▶ **Data extracts**

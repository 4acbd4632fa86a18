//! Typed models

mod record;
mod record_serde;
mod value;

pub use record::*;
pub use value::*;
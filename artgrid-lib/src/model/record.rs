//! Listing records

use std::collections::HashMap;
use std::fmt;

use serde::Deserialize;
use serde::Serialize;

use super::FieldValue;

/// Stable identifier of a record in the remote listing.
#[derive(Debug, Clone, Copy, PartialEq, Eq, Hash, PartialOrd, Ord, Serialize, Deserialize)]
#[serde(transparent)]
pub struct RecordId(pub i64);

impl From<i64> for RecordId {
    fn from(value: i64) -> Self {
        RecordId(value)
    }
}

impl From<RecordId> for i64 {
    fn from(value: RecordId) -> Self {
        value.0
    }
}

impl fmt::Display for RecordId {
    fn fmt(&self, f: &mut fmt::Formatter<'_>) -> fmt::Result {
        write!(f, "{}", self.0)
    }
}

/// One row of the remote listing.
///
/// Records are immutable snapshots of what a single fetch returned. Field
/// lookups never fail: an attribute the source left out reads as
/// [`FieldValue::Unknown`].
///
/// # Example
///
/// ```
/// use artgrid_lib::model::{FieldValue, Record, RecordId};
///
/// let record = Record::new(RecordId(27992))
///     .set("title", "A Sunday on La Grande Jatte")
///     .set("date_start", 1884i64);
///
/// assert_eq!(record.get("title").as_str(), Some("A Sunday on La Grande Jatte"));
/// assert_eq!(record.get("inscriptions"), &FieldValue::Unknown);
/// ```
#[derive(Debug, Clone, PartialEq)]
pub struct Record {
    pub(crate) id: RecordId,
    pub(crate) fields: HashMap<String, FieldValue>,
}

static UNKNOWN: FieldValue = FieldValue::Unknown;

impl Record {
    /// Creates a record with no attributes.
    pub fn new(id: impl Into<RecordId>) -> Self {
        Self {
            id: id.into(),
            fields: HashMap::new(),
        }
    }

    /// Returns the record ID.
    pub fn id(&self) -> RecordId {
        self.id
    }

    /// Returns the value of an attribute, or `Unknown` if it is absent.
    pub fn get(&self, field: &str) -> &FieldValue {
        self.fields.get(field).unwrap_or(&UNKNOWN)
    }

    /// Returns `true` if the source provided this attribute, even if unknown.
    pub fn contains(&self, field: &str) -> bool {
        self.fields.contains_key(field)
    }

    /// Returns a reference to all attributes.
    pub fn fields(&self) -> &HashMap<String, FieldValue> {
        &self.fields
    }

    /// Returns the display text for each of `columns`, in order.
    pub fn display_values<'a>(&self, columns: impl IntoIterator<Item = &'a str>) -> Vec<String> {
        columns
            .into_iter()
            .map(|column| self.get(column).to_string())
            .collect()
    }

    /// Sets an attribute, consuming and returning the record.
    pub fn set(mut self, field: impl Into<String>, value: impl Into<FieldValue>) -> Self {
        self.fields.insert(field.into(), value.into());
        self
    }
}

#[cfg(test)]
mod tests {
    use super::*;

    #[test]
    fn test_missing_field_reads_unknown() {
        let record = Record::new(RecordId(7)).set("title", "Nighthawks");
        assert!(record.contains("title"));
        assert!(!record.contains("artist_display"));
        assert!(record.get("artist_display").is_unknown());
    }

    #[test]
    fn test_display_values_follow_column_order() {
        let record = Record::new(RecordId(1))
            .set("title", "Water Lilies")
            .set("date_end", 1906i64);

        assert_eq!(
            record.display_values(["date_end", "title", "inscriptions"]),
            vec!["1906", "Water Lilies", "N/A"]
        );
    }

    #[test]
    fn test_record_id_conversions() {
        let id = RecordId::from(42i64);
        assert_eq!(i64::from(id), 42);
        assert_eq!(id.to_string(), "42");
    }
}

▶ **Task**
Search the data above for the word "attributes" and show every line that has it.

▶ **Solution for this exercise**
    /// Creates a record with no attributes.
    /// Returns a reference to all attributes.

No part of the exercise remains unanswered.